Michael Legge: The Idiot, The Stand Comedy Club, Until 26 August
"Steeped in his resentment of comedy and the Fringe, the perverse Michael Legge lambastes his venue upgrade this year and contrives bespoke jokes for the absent Robin Ince and Graham Linehan, He bitterly denounces ukulele-playing comedians as no better than the silent disco participating scum he’d like to violently erase from Edinburgh’s streets and envies the misdeeds of Ricky Gervais and Louis CK. Unlike them though, he’s capable of feeling immense shame. He’s failing his potential. As we all are. Because for some reason, inexplicably, and in the history of recorded time, only one man has ever chosen to be Iggy Pop."
Jen Brister: Under Privilege, Monkey Barrel, Until 25 August
"Jen Brister has found a potent groove in her combustible angst of being a lesbian struggling to raise socially aware, four-year-old twin boys.
And her abiding message, that minority rights which need to be repeatedly fought for are not meaningful rights at all, is well made."
The Delightful Sausage, Monkey Barrel, Until 25 August
"The Delightful Sausage are, indeed, delightful. This year's show is layered up like a comedy knickerbocker glory with funny frothy bits, solid belly laugh bits, silly sprinkled jokey stuff and a fair old dollop of delicious dark material underneath it all that surfaces every so often to remind you that this is a grown up confection.
This is their most nuanced show so far and it leaves you hungry for more sausage."
Cally Beaton: Invisible, Assembly George Square Studios, Until 26 August
"An uplifting tale of moxie and humour, Cally Beaton invests Invisible with jeopardy, highs, lows, feminist resolve and a steady stream of fine, self-deprecating gags, liberally sprinkled like urine on white Icelandic snow.
Georgia Tasda’s School of Magic, PBH’s Free Fringe?, Until 25 August
"If you’ve ever wondered what it might be like if Nosferatu covered a Queen song in the basement of a gay bar, high kicks and all, Georgia Tasda’s School of Magic is the show for you."
London Hughes: To Catch a D*ck, Pleasance Courtyard, Until 25 August
"Lest there be any confusion, London Hughes is quick to clarify that her show title isn’t some elaborate theatrical metaphor, but simply reflecting a show that’s sweaty with sex."

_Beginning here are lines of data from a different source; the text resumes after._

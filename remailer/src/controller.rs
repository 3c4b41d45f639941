use std::sync::LazyLock;

use remailer_common::{Signal, lifecycle};
use tokio::sync::broadcast;

use crate::{config::Config, service::Service};

pub static SHUTDOWN_BROADCAST: LazyLock<broadcast::Sender<Signal>> = LazyLock::new(|| {
    let (sender, _receiver) = broadcast::channel(64);
    sender
});

/// Wait for SIGINT or SIGTERM, then tell every subscriber to stop.
async fn shutdown() -> anyhow::Result<()> {
    let mut terminate = tokio::signal::unix::signal(tokio::signal::unix::SignalKind::terminate())?;

    tokio::select! {
        _ = tokio::signal::ctrl_c() => {
            lifecycle!(level = INFO, "CTRL+C entered, shutting down");
        }
        _ = terminate.recv() => {
            lifecycle!(level = INFO, "Terminate signal received, shutting down");
        }
    }

    SHUTDOWN_BROADCAST
        .send(Signal::Shutdown)
        .map_err(|e| std::io::Error::new(std::io::ErrorKind::Interrupted, e.to_string()))?;

    Ok(())
}

/// Run the supervisor until a termination signal arrives.
///
/// # Errors
///
/// Returns an error if the service cannot be initialised or fails while
/// running.
pub async fn run(config: &Config) -> anyhow::Result<()> {
    let service = Service::init(config).await?;
    let serve = service.serve(SHUTDOWN_BROADCAST.subscribe());
    tokio::pin!(serve);

    lifecycle!(level = INFO, "Controller running");

    let ret = tokio::select! {
        r = &mut serve => r,
        r = shutdown() => match r {
            // The service saw the signal too; let it join its tasks.
            Ok(()) => serve.await,
            Err(e) => Err(e),
        },
    };

    let _ = SHUTDOWN_BROADCAST.send(Signal::Finalised);
    lifecycle!(level = INFO, "Shut down");

    ret
}
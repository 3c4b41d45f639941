//! Types shared by every remailer crate.
//!
//! - [`address`]: strict mailbox parsing and rendering
//! - [`mail`]: the in-flight message assembled by the pipeline
//! - [`status`]: per spool file lifecycle status
//! - [`error`]: the error kind taxonomy every crate error maps onto
//! - [`logging`]: log macros and subscriber setup

pub mod address;
pub mod address_parser;
pub mod error;
pub mod logging;
pub mod mail;
pub mod status;

pub use address::{Address, AddressList};
pub use error::ErrorKind;
pub use mail::Mail;
pub use status::FileStatus;
pub use tracing;

#[derive(Debug, Clone, Copy, PartialEq, Eq)]
pub enum Signal {
    Shutdown,
    Finalised,
}
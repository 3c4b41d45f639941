//! Processors rewrite an assembled [`Mail`] in place until `final_body` is
//! ready to send.

mod body;
mod dkim;
mod headers;

use remailer_common::Mail;

pub use self::{
    body::{Body, UnixDos},
    dkim::Dkim,
    headers::{BodyHeaders, MergeBody, MergeHeaders},
};
use crate::{
    Result,
    stage::{Registry, Stage, StageConfig},
};

pub trait Processor: Stage {
    fn process(&self, mail: &mut Mail) -> Result<()>;
}

/// Registry of the built-in processors.
pub fn registry() -> Registry<dyn Processor> {
    let mut registry: Registry<dyn Processor> = Registry::new("processor");
    registry.register(UnixDos::NAME, || Box::new(UnixDos));
    registry.register(Body::NAME, || Box::new(Body));
    registry.register(BodyHeaders::NAME, || Box::new(BodyHeaders::default()));
    registry.register(MergeHeaders::NAME, || Box::new(MergeHeaders));
    registry.register(Dkim::NAME, || Box::new(Dkim::default()));
    registry.register(MergeBody::NAME, || Box::new(MergeBody));
    registry
}

/// The canonical chain, without signing.
pub fn default_configs() -> Vec<StageConfig> {
    [
        UnixDos::NAME,
        Body::NAME,
        BodyHeaders::NAME,
        MergeHeaders::NAME,
        MergeBody::NAME,
    ]
    .into_iter()
    .zip(0..)
    .map(|(name, index)| StageConfig::new(name, index))
    .collect()
}

/// Ordered processors, run one after another on each mail.
#[derive(Debug)]
pub struct ProcessorChain {
    stages: Vec<Box<dyn Processor>>,
}

impl ProcessorChain {
    pub fn from_config(configs: &[StageConfig]) -> Result<Self> {
        Ok(Self {
            stages: registry().build(configs)?,
        })
    }

    pub fn len(&self) -> usize {
        self.stages.len()
    }

    pub fn is_empty(&self) -> bool {
        self.stages.is_empty()
    }

    pub fn names(&self) -> Vec<&'static str> {
        self.stages.iter().map(|stage| stage.name()).collect()
    }

    /// Run every processor on `mail`, stopping at the first failure.
    pub fn run(&self, mail: &mut Mail) -> Result<()> {
        for stage in &self.stages {
            tracing::trace!(unit = %mail.id, stage = stage.name(), "Processing");
            stage.process(mail)?;
        }

        Ok(())
    }
}
//! Error types for the remailer-spool crate.

use std::io;

use remailer_common::{ErrorKind, FileStatus};
use thiserror::Error;

#[derive(Debug, Error)]
pub enum SpoolError {
    #[error("I/O error: {0}")]
    Io(#[from] io::Error),

    #[error("Spool validation error: {0}")]
    Validation(#[from] ValidationError),

    /// The last refresh found no `df`/`qf` pairs.
    #[error("no files found")]
    NoFilesFound,

    /// Every unit from the last refresh has been handed out.
    #[error("no more files to read")]
    Exhausted,

    /// The unit cannot be worked on right now; the caller moves on.
    #[error("skipping {id}: {reason}")]
    Skip { id: String, reason: SkipReason },

    #[error("Tracker error: {0}")]
    Tracker(#[from] TrackerError),
}

impl SpoolError {
    pub const fn is_skip(&self) -> bool {
        matches!(self, Self::Skip { .. })
    }

    pub const fn kind(&self) -> ErrorKind {
        match self {
            Self::Validation(_) => ErrorKind::Config,
            _ => ErrorKind::Io,
        }
    }
}

#[derive(Debug, Error)]
pub enum SkipReason {
    #[error("status is {0}")]
    Status(FileStatus),

    #[error("claimed by another worker")]
    ClaimLost,

    #[error("partner file {0} is missing")]
    MissingPartner(String),

    #[error("{0}")]
    Io(io::Error),
}

#[derive(Debug, Error)]
pub enum ValidationError {
    #[error("Spool path does not exist: {0}")]
    PathNotFound(String),

    #[error("Spool path cannot contain '..' components: {0}")]
    ParentComponent(String),

    #[error("Spool path is not a directory: {0}")]
    NotDirectory(String),

    #[error("Spool path cannot be in system directory {prefix}: {path}")]
    SystemDirectory { prefix: &'static str, path: String },
}

#[derive(Debug, Error)]
pub enum TrackerError {
    /// No entry exists for the key; callers treat this as re-claimable.
    #[error("no tracker entry for {0}")]
    NotFound(String),

    #[error("invalid status code {value} stored under {key}")]
    InvalidStatus { key: String, value: i64 },

    #[error("Redis error: {0}")]
    Redis(#[from] redis::RedisError),
}

impl TrackerError {
    pub const fn is_not_found(&self) -> bool {
        matches!(self, Self::NotFound(_))
    }

    pub const fn kind(&self) -> ErrorKind {
        ErrorKind::Io
    }
}

pub type Result<T> = std::result::Result<T, SpoolError>;

#[cfg(test)]
mod tests {
    use super::*;

    #[test]
    fn empty_spool_message() {
        assert_eq!(SpoolError::NoFilesFound.to_string(), "no files found");
    }

    #[test]
    fn skip_classification() {
        let err = SpoolError::Skip {
            id: "001".to_string(),
            reason: SkipReason::Status(FileStatus::Done),
        };
        assert!(err.is_skip());
        assert_eq!(err.to_string(), "skipping 001: status is DONE");
        assert!(!SpoolError::Exhausted.is_skip());
    }

    #[test]
    fn io_error_conversion() {
        let io_err = io::Error::new(io::ErrorKind::PermissionDenied, "access denied");
        let spool_err = SpoolError::from(io_err);

        assert!(matches!(spool_err, SpoolError::Io(_)));
        assert_eq!(spool_err.kind(), ErrorKind::Io);
        assert!(spool_err.to_string().contains("access denied"));
    }
}
use std::fmt::{self, Display};

use serde::{Deserialize, Serialize};

/// Lifecycle of a spool file pair.
///
/// The integer codes are what the tracker store persists, so they must stay
/// stable across releases.
#[derive(Debug, Clone, Copy, PartialEq, Eq, Hash, Default, Serialize, Deserialize)]
#[repr(i64)]
pub enum FileStatus {
    #[default]
    Init = 0,
    Processing = 1,
    BodyRead = 2,
    HeadersRead = 3,
    HeadersParse = 4,
    MailProcess = 5,
    Delivered = 6,
    Done = 7,
    Error = 8,
}

impl FileStatus {
    pub const fn code(self) -> i64 {
        self as i64
    }

    pub const fn from_code(code: i64) -> Option<Self> {
        Some(match code {
            0 => Self::Init,
            1 => Self::Processing,
            2 => Self::BodyRead,
            3 => Self::HeadersRead,
            4 => Self::HeadersParse,
            5 => Self::MailProcess,
            6 => Self::Delivered,
            7 => Self::Done,
            8 => Self::Error,
            _ => return None,
        })
    }

    /// Statuses that prevent another worker from claiming the file: every
    /// in-flight or terminal status. Only INIT is claimable.
    pub const fn blocks_claim(self) -> bool {
        !matches!(self, Self::Init)
    }

    pub const fn is_terminal(self) -> bool {
        matches!(self, Self::Done | Self::Error)
    }

    pub const fn as_str(self) -> &'static str {
        match self {
            Self::Init => "INIT",
            Self::Processing => "PROCESSING",
            Self::BodyRead => "BODY_READ",
            Self::HeadersRead => "HEADERS_READ",
            Self::HeadersParse => "HEADERS_PARSE",
            Self::MailProcess => "MAIL_PROCESS",
            Self::Delivered => "DELIVERED",
            Self::Done => "DONE",
            Self::Error => "ERROR",
        }
    }
}

impl Display for FileStatus {
    fn fmt(&self, f: &mut fmt::Formatter<'_>) -> fmt::Result {
        f.write_str(self.as_str())
    }
}
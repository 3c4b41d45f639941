use std::{
    fs::OpenOptions,
    io::Write,
    path::{Path, PathBuf},
};

use crate::{DkimError, KeyPair, Result};

/// Write `pair` as `<id>.pub` and `<id>.pem` into `dir`, returning the public
/// and private key paths in that order.
pub fn write_key_pair(dir: &Path, id: &str, pair: &KeyPair) -> Result<(PathBuf, PathBuf)> {
    validate_directory(dir)?;

    let public_path = dir.join(format!("{id}.pub"));
    let private_path = dir.join(format!("{id}.pem"));

    std::fs::write(&public_path, pair.public_pem.as_bytes())?;

    let mut options = OpenOptions::new();
    options.write(true).create(true).truncate(true);
    #[cfg(unix)]
    {
        use std::os::unix::fs::OpenOptionsExt;
        options.mode(0o600);
    }
    let mut private = options.open(&private_path)?;
    // The open mode only applies to new files; an existing key keeps its own.
    #[cfg(unix)]
    {
        use std::os::unix::fs::PermissionsExt;
        private.set_permissions(std::fs::Permissions::from_mode(0o600))?;
    }
    private.write_all(pair.private_pem.as_bytes())?;
    private.sync_all()?;

    tracing::info!(
        public = %public_path.display(),
        private = %private_path.display(),
        "Wrote DKIM key pair"
    );

    Ok((public_path, private_path))
}

fn validate_directory(dir: &Path) -> Result<()> {
    let invalid = |reason| DkimError::InvalidDirectory {
        path: dir.display().to_string(),
        reason,
    };

    let metadata = std::fs::metadata(dir).map_err(|_| invalid("does not exist"))?;
    if !metadata.is_dir() {
        return Err(invalid("not a directory"));
    }
    if metadata.permissions().readonly() {
        return Err(invalid("not writable"));
    }

    Ok(())
}
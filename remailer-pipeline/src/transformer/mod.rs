//! Transformers build a [`Mail`] out of a claimed spool unit.

mod body;
mod fields;
mod headers;

use async_trait::async_trait;
use remailer_common::Mail;
use remailer_spool::FileUnit;

pub use self::{
    body::Body,
    fields::{
        AddressMode, HeaderContentType, HeaderFrom, HeaderMessageId, HeaderSubject, HeaderTo,
        MessageIdMode,
    },
    headers::Headers,
};
use crate::{
    Result,
    stage::{Registry, Stage, StageConfig},
};

#[async_trait]
pub trait Transformer: Stage {
    async fn transform(&self, unit: &mut FileUnit, mail: Mail) -> Result<Mail>;
}

/// Registry of the built-in transformers.
pub fn registry() -> Registry<dyn Transformer> {
    let mut registry: Registry<dyn Transformer> = Registry::new("transformer");
    registry.register(Headers::NAME, || Box::new(Headers::default()));
    registry.register(HeaderFrom::NAME, || Box::new(HeaderFrom::default()));
    registry.register(HeaderTo::NAME, || Box::new(HeaderTo::default()));
    registry.register(HeaderSubject::NAME, || Box::new(HeaderSubject::default()));
    registry.register(HeaderContentType::NAME, || Box::new(HeaderContentType::default()));
    registry.register(HeaderMessageId::NAME, || Box::new(HeaderMessageId::default()));
    registry.register(Body::NAME, || Box::new(Body));
    registry
}

/// The chain used when no `file-mails` are configured: sendmail style `H??`
/// control files, followed by every field extractor.
pub fn default_configs() -> Vec<StageConfig> {
    let mut headers = StageConfig::new(Headers::NAME, 0);
    headers.default_arg("prefix", "H??");

    vec![
        headers,
        StageConfig::new(Body::NAME, 1),
        StageConfig::new(HeaderFrom::NAME, 2),
        StageConfig::new(HeaderTo::NAME, 3),
        StageConfig::new(HeaderSubject::NAME, 4),
        StageConfig::new(HeaderContentType::NAME, 5),
        StageConfig::new(HeaderMessageId::NAME, 6),
    ]
}

/// Feed the read-file `from-type` and `default-from` settings to every
/// `header_from` stage that does not set them itself.
pub fn apply_from_defaults(
    configs: &mut [StageConfig],
    from_type: Option<&str>,
    default_from: Option<&str>,
) {
    for config in configs.iter_mut().filter(|config| config.kind == HeaderFrom::NAME) {
        if let Some(from_type) = from_type {
            config.default_arg("mode", from_type);
        }
        if let Some(default_from) = default_from {
            config.default_arg("default", default_from);
        }
    }
}

/// Ordered transformers, run one after another on each unit.
#[derive(Debug)]
pub struct TransformerChain {
    stages: Vec<Box<dyn Transformer>>,
}

impl TransformerChain {
    pub fn from_config(configs: &[StageConfig]) -> Result<Self> {
        Ok(Self {
            stages: registry().build(configs)?,
        })
    }

    pub fn len(&self) -> usize {
        self.stages.len()
    }

    pub fn is_empty(&self) -> bool {
        self.stages.is_empty()
    }

    pub fn names(&self) -> Vec<&'static str> {
        self.stages.iter().map(|stage| stage.name()).collect()
    }

    /// Build the mail for `unit`, stopping at the first failing stage.
    pub async fn run(&self, unit: &mut FileUnit) -> Result<Mail> {
        let mut mail = Mail::new(unit.id.clone());

        for stage in &self.stages {
            tracing::trace!(unit = %unit.id, stage = stage.name(), "Transforming");
            mail = stage.transform(unit, mail).await?;
        }

        Ok(mail)
    }
}
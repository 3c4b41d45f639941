//! Cross-process read tracker.
//!
//! Each spool id has one entry, `read_tracker_<id>`, holding the integer
//! [`FileStatus`] code with a six hour TTL. The store is the only coordination
//! point between workers, so a claim must be a single atomic step.

mod memory;
mod redis_store;

use std::{fmt::Debug, sync::Arc, time::Duration};

use async_trait::async_trait;
use remailer_common::{FileStatus, lifecycle};

pub use self::{memory::MemoryStore, redis_store::RedisStore};
use crate::TrackerError;

pub const TRACKER_TTL: Duration = Duration::from_secs(6 * 60 * 60);

const KEY_PREFIX: &str = "read_tracker_";

/// Key/value operations the tracker needs from a backing store.
#[async_trait]
pub trait TrackerStore: Send + Sync + Debug {
    async fn get(&self, key: &str) -> Result<Option<i64>, TrackerError>;

    async fn set(&self, key: &str, value: i64, ttl: Duration) -> Result<(), TrackerError>;

    /// Atomically store `value` when the key is absent or currently holds one
    /// of `claimable`. Returns whether the write happened.
    async fn set_if(
        &self,
        key: &str,
        claimable: &[i64],
        value: i64,
        ttl: Duration,
    ) -> Result<bool, TrackerError>;
}

#[derive(Debug, Clone)]
pub struct Tracker {
    store: Arc<dyn TrackerStore>,
    ttl: Duration,
}

impl Tracker {
    pub fn new(store: Arc<dyn TrackerStore>) -> Self {
        Self {
            store,
            ttl: TRACKER_TTL,
        }
    }

    /// A tracker backed by process-local memory.
    pub fn memory() -> Self {
        Self::new(Arc::new(MemoryStore::new()))
    }

    /// Connect to the configured store: Redis when an address is given,
    /// process memory otherwise.
    pub async fn connect(redis_addr: Option<&str>) -> Result<Self, TrackerError> {
        match redis_addr.map(str::trim).filter(|addr| !addr.is_empty()) {
            Some(addr) => {
                let store = RedisStore::connect(addr).await?;
                lifecycle!(level = INFO, "Read tracker connected to {addr}");
                Ok(Self::new(Arc::new(store)))
            }
            None => {
                lifecycle!(
                    level = WARN,
                    "No tracker store configured, claims only hold within this process"
                );
                Ok(Self::memory())
            }
        }
    }

    pub fn key(id: &str) -> String {
        format!("{KEY_PREFIX}{id}")
    }

    pub async fn get_status(&self, id: &str) -> Result<FileStatus, TrackerError> {
        let key = Self::key(id);
        let value = self
            .store
            .get(&key)
            .await?
            .ok_or_else(|| TrackerError::NotFound(key.clone()))?;

        FileStatus::from_code(value).ok_or(TrackerError::InvalidStatus { key, value })
    }

    pub async fn upsert_status(&self, id: &str, status: FileStatus) -> Result<(), TrackerError> {
        tracing::debug!(unit = %id, %status, "Updating tracker status");
        self.store.set(&Self::key(id), status.code(), self.ttl).await
    }

    /// Move `id` from absent or INIT to PROCESSING. Any other status means
    /// the unit is in flight or finished.
    pub async fn claim(&self, id: &str) -> Result<bool, TrackerError> {
        self.store
            .set_if(
                &Self::key(id),
                &[FileStatus::Init.code()],
                FileStatus::Processing.code(),
                self.ttl,
            )
            .await
    }
}
use remailer_common::{Mail, mail::HeaderMap};

use super::Processor;
use crate::{PipelineError, Result, crlf, stage::Stage};

/// Normalises every line ending of the body to CRLF.
#[derive(Debug, Default, Clone, Copy)]
pub struct UnixDos;

impl UnixDos {
    pub const NAME: &'static str = "unixdos";
}

impl Stage for UnixDos {
    fn name(&self) -> &'static str {
        Self::NAME
    }
}

impl Processor for UnixDos {
    fn process(&self, mail: &mut Mail) -> Result<()> {
        mail.body = crlf(&mail.body);
        Ok(())
    }
}

/// Splits a header block written at the top of the body file into
/// `mail.body_headers`.
///
/// MIME multipart bodies, which start with a `--` boundary line, are left
/// exactly as read.
#[derive(Debug, Default, Clone, Copy)]
pub struct Body;

impl Body {
    pub const NAME: &'static str = "body";
}

impl Stage for Body {
    fn name(&self) -> &'static str {
        Self::NAME
    }
}

impl Processor for Body {
    fn process(&self, mail: &mut Mail) -> Result<()> {
        let trimmed = mail.body.trim_ascii();
        if trimmed.starts_with(b"--") {
            return Ok(());
        }

        let first_line = trimmed
            .split(|&byte| byte == b'\n')
            .next()
            .unwrap_or_default();

        let split = if looks_like_field(first_line) {
            find(trimmed, b"\r\n\r\n")
        } else {
            None
        };

        let body = match split {
            Some(end) => {
                mail.body_headers = parse_block(&trimmed[..end])?;
                trimmed[end + 4..].to_vec()
            }
            None => trimmed.to_vec(),
        };

        mail.body = body;
        Ok(())
    }
}

/// `true` when `line` starts with a field name directly followed by `:`.
fn looks_like_field(line: &[u8]) -> bool {
    line.iter()
        .position(|&byte| byte == b':')
        .is_some_and(|colon| colon > 0 && line[..colon].iter().all(|&b| is_field_char(b)))
}

const fn is_field_char(byte: u8) -> bool {
    byte.is_ascii_graphic() && byte != b':'
}

fn find(haystack: &[u8], needle: &[u8]) -> Option<usize> {
    haystack
        .windows(needle.len())
        .position(|window| window == needle)
}

fn parse_block(block: &[u8]) -> Result<HeaderMap> {
    let mut headers = HeaderMap::new();
    let mut last: Option<String> = None;

    for line in block.split(|&byte| byte == b'\n') {
        let line = line.strip_suffix(b"\r").unwrap_or(line);
        if line.is_empty() {
            continue;
        }

        if line[0] == b' ' || line[0] == b'\t' {
            let Some(name) = &last else {
                return Err(malformed(line));
            };
            headers.append(name, line.trim_ascii_end());
            continue;
        }

        let (name, value) = match find(line, b": ") {
            Some(at) => (&line[..at], &line[at + 2..]),
            None => match line.strip_suffix(b":") {
                Some(name) => (name, &b""[..]),
                None => return Err(malformed(line)),
            },
        };

        if name.is_empty() || !name.iter().all(|&byte| is_field_char(byte)) {
            return Err(malformed(line));
        }

        let name = String::from_utf8_lossy(name).into_owned();
        headers.insert(name.clone(), value.trim_ascii());
        last = Some(name);
    }

    Ok(headers)
}

fn malformed(line: &[u8]) -> PipelineError {
    PipelineError::MailProcessing(format!(
        "malformed body header line: {}",
        String::from_utf8_lossy(line)
    ))
}

#[cfg(test)]
#[allow(clippy::unwrap_used)]
mod tests {
    use pretty_assertions::assert_eq;
    use remailer_common::ErrorKind;

    use super::*;

    fn run(processor: &dyn Processor, body: &[u8]) -> Result<Mail> {
        let mut mail = Mail::new("001");
        mail.body = body.to_vec();
        processor.process(&mut mail)?;
        Ok(mail)
    }

    #[test]
    fn unixdos_leaves_no_bare_newline() {
        let mail = run(&UnixDos, b"one\ntwo\r\nthree\n\nfour").unwrap();
        assert_eq!(mail.body, b"one\r\ntwo\r\nthree\r\n\r\nfour");
    }

    #[test]
    fn plain_body_is_trimmed() {
        let mail = run(&Body, b"\r\n  Hello there.\r\nBye\r\n\r\n").unwrap();
        assert_eq!(mail.body, b"Hello there.\r\nBye");
        assert!(mail.body_headers.is_empty());
    }

    #[test]
    fn multipart_body_is_verbatim() {
        let raw = b"--boundary\r\nContent-Type: text/plain\r\n\r\nhi\r\n--boundary--\r\n";
        let mail = run(&Body, raw).unwrap();
        assert_eq!(mail.body, raw);
        assert!(mail.body_headers.is_empty());
    }

    #[test]
    fn leading_header_block_is_split_off() {
        let mail = run(
            &Body,
            b"X-Campaign: spring\r\nX-Long: first\r\n\tsecond\r\n\r\nHello\r\n",
        )
        .unwrap();

        assert_eq!(mail.body, b"Hello");
        assert_eq!(mail.body_headers.get("X-Campaign"), Some(&b"spring"[..]));
        assert_eq!(mail.body_headers.get("X-Long"), Some(&b"first\tsecond"[..]));
    }

    #[test]
    fn colon_in_prose_is_not_a_header() {
        let mail = run(&Body, b"Dear customer: hello\r\n\r\nRegards").unwrap();
        assert_eq!(mail.body, b"Dear customer: hello\r\n\r\nRegards");
        assert!(mail.body_headers.is_empty());
    }

    #[test]
    fn malformed_header_line_fails() {
        let err = run(&Body, b"X-Good: yes\r\nnot a header\r\n\r\nbody").unwrap_err();
        assert_eq!(err.kind(), ErrorKind::MailProcessing);
    }
}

Rhod Gilbert: The Book of John, Pleasance at EICC, Until 25 August
"At loggerheads from the start, the Welsh comic credits the chauffeur as the muse who inspired him back to stand-up, so perverse and wrong-headed are his opinions. Confounding the incredulous comic on everything from the provenance of frozen prawns to the fertility risks of smoking, the pair’s crossed wires reaches its apotheosis in their mutual respect for George Michael, the late singer’s back catalogue affording Gilbert the opportunity for a tour de force series of contrived lyrical gags."
Jayde Adams: The Ballad of Kylie Jenner’s Old Face, Pleasance Courtyard, Until 25 August
"Without all her usual razzle dazzle crutches, Adams seriously impresses with this tongue-in-cheek lecture, confirming that the seasoned stand-up’s gift of deeper analysis and capacity to project beyond herself were inside her all along."
Jack Turner: Comedy Stand-Up Hour, Underbelly - Cowgate, Until 25 August
"An almighty car crash of a comic, Jack Tucker is an act you can’t take your eyes off, so mesmerising is his hack ineptitude and contradictory, bulletproof confidence in his greatness."
Andy Doyle: Exodus, Pleasance Courtyard, Until 25 August
"“It’s over for me” says Andrew Doyle towards the end of this passionate, powerful show. If true then that is a terrible thing. He is a highly intelligent, wonderfully articulate comedian, capable of excising laughs from the most awful of realities with surgical precision."